Guild Hall bosses have launched a bid to serve alcohol at the venue until 6am with 24-hour opening, which they say is essential for their vision for the centre.
But police have objected to the application, fearing it could “change the face and nature of Preston city centre for the foreseeable future”.
The 1970s venue is undergoing a massive regeneration, with live music, 10-pin bowling and bars and restaurants among the plans.
But the Guild Hall falls within the city’s cumulative impact policy area or “red zone”, and police fear allowing the licence would have a “significant impact on the policing of the night time economy”.
Licensing sergeant Tony Bushell said there was a “significant concern” about the knock-on effect, and said more details would be revealed in next week’s hearing.
He said: “The plans are a massive investment in Preston and will put it on the map.
“However, we believe the vision encapsulating a 6am licence and 24-hour opening may put Preston on the map for the wrong reasons and may undermine what they are trying to achieve.”

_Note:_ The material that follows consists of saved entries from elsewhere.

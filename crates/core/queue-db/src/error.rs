//! Error types for queue database operations

use crate::conn::ConnError;

/// Errors that can occur when interacting with the queue database.
#[derive(Debug, thiserror::Error)]
pub enum Error {
    /// Failed to establish connection to the queue database.
    ///
    /// This error is considered retryable. See `is_connection_error()`.
    #[error("Error connecting to queue db: {0}")]
    Connection(#[source] sqlx::Error),

    /// Failed to run database migrations.
    ///
    /// Migration failures are usually fatal and require manual intervention.
    #[error("Error running migrations: {0}")]
    Migration(#[source] sqlx::migrate::MigrateError),

    /// Database query execution failed.
    #[error("Error executing database query: {0}")]
    Database(#[source] sqlx::Error),
}

impl Error {
    /// Returns `true` if the error is likely to be a transient connection issue.
    ///
    /// This is used to determine if an operation should be retried. Other
    /// database errors, such as constraint violations, are not considered
    /// transient and will not be retried.
    pub fn is_connection_error(&self) -> bool {
        match self {
            Error::Connection(_) => true,
            Error::Database(err) => matches!(
                err,
                sqlx::Error::Io(_)
                    | sqlx::Error::Tls(_)
                    | sqlx::Error::PoolTimedOut
                    | sqlx::Error::PoolClosed
            ),
            _ => false,
        }
    }
}

impl From<ConnError> for Error {
    fn from(err: ConnError) -> Self {
        match err {
            ConnError::ConnectionError(err) => Error::Connection(err),
            ConnError::MigrationFailed(err) => Error::Migration(err),
        }
    }
}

He said police had three main areas of concern, and said: “It’s about the increase in crime and disorder, the impact on Preston itself, particularly the night-time economy, and the impact on the policing of the city centre in those hours.”
In a letter submitted to Preston Council’s licensing committee, Sgt Bushell said: “The result of large numbers of customers who would be in drink leaving these premises would impact on crime and disorder in the city centre and would have a significant effect on persons whose work requires them to come into the city centre at that time.
“This application, if granted, would also fuel the need for other premises operating within the city centre to seek later hours in order to compete.
“This would therefore further increase the numbers of persons who were either in drink or drunk in the area which again would have the knock on effect of increasing crime and disorder.”
Richard Simkin, head of operations at the Guild Hall, said the 24-hour licence would mainly be for LeVeL, the venue’s bowling alley, but would also “free up the hall for all sorts of events”, including an over-night event with the Scouts being planned for next year.
He said the late licence would mean bosses could “stagger” the times people left, without everyone leaving at the same time.
Restaurants would close at 10pm as normal.
He said: “At LeVeL, shift workers and people who work in bars can come and have a beer and a bowl and go home.”
Mr Simkin insisted the application was “not to target 24-hour drinking” and would only be relevant for specific events, but said: “If we don’t get this licence it is going to be a big struggle because we need that option to stay open until later.”
He said new venue Live would be used as a pre and post-show venue, and said the Guild Hall attracted a “diverse” clientele.
He said: “The clientele we’ve got to our shows, it’s clearly not groups of lads and girls who go out drinking, it’s a lot more diverse.
“Some might not want to stay until that time, but they can do.”
He said: “If we can’t do it, it’s not going to help us at all - it’s going to hinder us.”
Mr Simkin said the venue had hosted three major Freshers events with thousands of students which were all “absolutely fine”, and said: “We’ve proved we can do it.
“It’s the safest venue in Preston.”
He said: “We are a completely different and unique venue and that’s the message we want to get across.”
He added that police feared the application could “open the floodgates” for others, but said: “They take them on their own merits.
“We will work and do work very closely with the police.”